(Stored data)
//! Append-only writer for the active segment.

use crate::error::{CoreError, CoreResult};
use crate::segment::record::{self, HEADER_SIZE};
use crate::types::SegmentId;
use std::fs::{File, OpenOptions};
use std::io::{BufWriter, Write};
use std::path::{Path, PathBuf};

/// Write buffer size for the active segment.
const WRITE_BUFFER_SIZE: usize = 64 * 1024;

/// The writable end of one segment file.
///
/// Records are appended through a [`BufWriter`]. The tracked offset counts
/// buffered bytes, so offsets returned by [`Segment::write`] are valid before
/// the buffer reaches the file.
pub struct Segment {
    id: SegmentId,
    path: PathBuf,
    writer: BufWriter<File>,
    offset: u64,
    poisoned: bool,
}

impl Segment {
    /// Opens a segment file for appending, creating it if needed.
    ///
    /// The write offset starts at the current file length.
    pub fn open(path: &Path, id: SegmentId) -> CoreResult<Self> {
        let file = OpenOptions::new()
            .create(true)
            .append(true)
            .open(path)
            .map_err(|e| CoreError::segment_io(path, e))?;
        let offset = file
            .metadata()
            .map_err(|e| CoreError::segment_io(path, e))?
            .len();

        tracing::debug!(segment_id = %id, offset, path = %path.display(), "opened segment for append");

        Ok(Self {
            id,
            path: path.to_path_buf(),
            writer: BufWriter::with_capacity(WRITE_BUFFER_SIZE, file),
            offset,
            poisoned: false,
        })
    }

    /// Appends a put record and returns the offset of its value.
    pub fn write(&mut self, key: &[u8], value: &[u8], timestamp: i64) -> CoreResult<u64> {
        let encoded = record::encode(key, value, timestamp)?;
        let record_offset = self.append(&encoded)?;
        Ok(record_offset + (HEADER_SIZE + key.len()) as u64)
    }

    /// Appends a flagged deletion record and returns the record's offset.
    pub fn write_tombstone(&mut self, key: &[u8], timestamp: i64) -> CoreResult<u64> {
        let encoded = record::encode_tombstone(key, timestamp)?;
        self.append(&encoded)
    }

    fn append(&mut self, encoded: &[u8]) -> CoreResult<u64> {
        if self.poisoned {
            return Err(CoreError::segment_io(
                &self.path,
                std::io::Error::new(
                    std::io::ErrorKind::Other,
                    "segment rejected writes after a failed append",
                ),
            ));
        }

        let record_offset = self.offset;
        if let Err(e) = self.writer.write_all(encoded) {
            // Part of the record may already be in the file.
            self.poisoned = true;
            return Err(CoreError::segment_io(&self.path, e));
        }
        self.offset += encoded.len() as u64;
        Ok(record_offset)
    }

    /// Pushes buffered bytes to the operating system.
    ///
    /// A failed flush may leave part of a record in the file, so it poisons
    /// the segment like a failed append.
    pub fn flush(&mut self) -> CoreResult<()> {
        self.writer.flush().map_err(|e| {
            self.poisoned = true;
            CoreError::segment_io(&self.path, e)
        })
    }

    /// Flushes buffered bytes and forces them to durable storage.
    pub fn sync(&mut self) -> CoreResult<()> {
        self.flush()?;
        self.writer
            .get_ref()
            .sync_data()
            .map_err(|e| CoreError::segment_io(&self.path, e))
    }

    /// Flushes and releases the file handle.
    pub fn close(mut self) -> CoreResult<()> {
        self.flush()?;
        tracing::debug!(segment_id = %self.id, size = self.offset, "closed segment");
        Ok(())
    }

    /// Returns the segment id.
    #[must_use]
    pub fn id(&self) -> SegmentId {
        self.id
    }

    /// Returns the segment file path.
    #[must_use]
    pub fn path(&self) -> &Path {
        &self.path
    }

    /// Returns the logical size including buffered bytes.
    #[must_use]
    pub fn size(&self) -> u64 {
        self.offset
    }

    /// Returns true once an append failed part-way.
    ///
    /// A poisoned segment must be rotated out before writing again.
    #[must_use]
    pub fn is_poisoned(&self) -> bool {
        self.poisoned
    }
}

impl std::fmt::Debug for Segment {
    fn fmt(&self, f: &mut std::fmt::Formatter<'_>) -> std::fmt::Result {
        f.debug_struct("Segment")
            .field("id", &self.id)
            .field("path", &self.path)
            .field("offset", &self.offset)
            .finish_non_exhaustive()
    }
}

## [WHAT TO DO]
Only the number should be given: how many lines in the entries above contain the string "Appends"?

## [ANSWER TO THE EXERCISE]
2